Şüarah’ın oyunculuk yolu, Suhum'daki bir tiyatro stüdyosunda başladı. Burada, kendisinin öğretmenlerinden biri de Abhazya ulusal kültürünün ünlü ismi Kondrat Dzidzaria idi. Daha sonra Paçlia, Tiflis Şota Rustaveli Tiyatrosu'ndaki tiyatro stüdyosunda ustalık eğitimi aldı. Genel olarak, bir oyuncu olmak onun kaderinde vardı. İlerleyen dönemde oyunculuk kariyerinin her rolü, Şüarah’ın inanılmaz yeteneğinin ispatı olacaktı. Kariyerinde bu parlak rollerin sayısı - hem tiyatroda, hem de filmlerde – inanamayacağınız kadar çoktu.

“Ondan çekiniyordum ve hatta korkuyordum”

O dönemler genç oyuncular olan, bugün birçoğu ödüllü ve halk sanatçısı olan aktörlerin hepsinin yolu geç ya da erken mutlaka Şüarah ile kesişmiştir. Bugün onu sıcak, güzel duygular ve büyük bir saygı ile anıyorlar.

Gençlik Tiyatrosu Sanat Yönetmeni, Abhazya Halk Sanatçısı Sofa Agumaa, önce Paçlia’nın eserleriyle ve yıllar sonrada Şüarah’ın kendisi ile tanışmış.
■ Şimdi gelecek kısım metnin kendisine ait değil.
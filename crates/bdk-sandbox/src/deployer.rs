//! Seams to the deploy backend and the secret store

use crate::error::{DeploymentError, SecretError};
use bdk_platform::BackendIdentifier;
use chrono::{DateTime, Utc};

/// Options of one deployment
#[derive(Debug, Clone, PartialEq, Eq, Default)]
pub struct DeployProps {
    /// Credentials profile
    pub profile: Option<String>,
    /// Newest secret modification, for cache invalidation downstream
    pub secret_last_updated: Option<DateTime<Utc>>,
    /// Run full source validation before deploying
    pub validate_app_sources: bool,
}

/// Deploys and destroys backends
#[cfg_attr(test, mockall::automock)]
#[async_trait::async_trait]
pub trait BackendDeployer: Send + Sync {
    /// Deploy the backend
    async fn deploy(&self, backend_identifier: &BackendIdentifier, props: DeployProps) -> Result<(), DeploymentError>;

    /// Tear the backend down
    async fn destroy(&self, backend_identifier: &BackendIdentifier) -> Result<(), DeploymentError>;
}

/// Secret metadata
#[derive(Debug, Clone, PartialEq, Eq)]
pub struct SecretListItem {
    /// Secret name
    pub name: String,
    /// Last modification, when known
    pub last_updated: Option<DateTime<Utc>>,
}

/// Lists secrets of a backend
#[cfg_attr(test, mockall::automock)]
#[async_trait::async_trait]
pub trait SecretClient: Send + Sync {
    /// Secrets of the backend
    async fn list_secrets(&self, backend_identifier: &BackendIdentifier) -> Result<Vec<SecretListItem>, SecretError>;
}

/// Newest modification time among `secrets`
#[must_use]
pub fn latest_secret_update(secrets: &[SecretListItem]) -> Option<DateTime<Utc>> {
    secrets.iter().filter_map(|s| s.last_updated).max()
}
Sofa, Paçlia’nın oyunculuğu ile henüz çok küçükken tanışmıştı. Şüarah’ında içlerinde bulunduğu tiyatro topluluğu, Abhazya köylerini turne ile geziyordu ve Sofa Agumaa o dönemde Gudauta bölgesindeki Duripş köyünde yaşıyordu.

Agumaa, tiyatrodan aktörlerin köylerine geldiğini duyduklarında arkadaşları ile birlikte “hiç düşünmeden tiyatroya koştuk”, diye hatırlıyor.

“Tabii ki, onu tanıyordum - kim o zaman Şüarah'ı bilmiyordu ki! Onun oyunu beni büyüledi”, diye gülümsüyor aktris.

Agumaa yıllar sonra tiyatro fakültesine girer ve Şüarah ile burada ikinci kez karşılaşır. Ancak yakın tanışmaları yıllar sonra, Sofa’nın üniversiteden mezun olup, Şüarah’ın da çalıştığı devlet tiyatrosunda iş bulması ile gerçekleşir.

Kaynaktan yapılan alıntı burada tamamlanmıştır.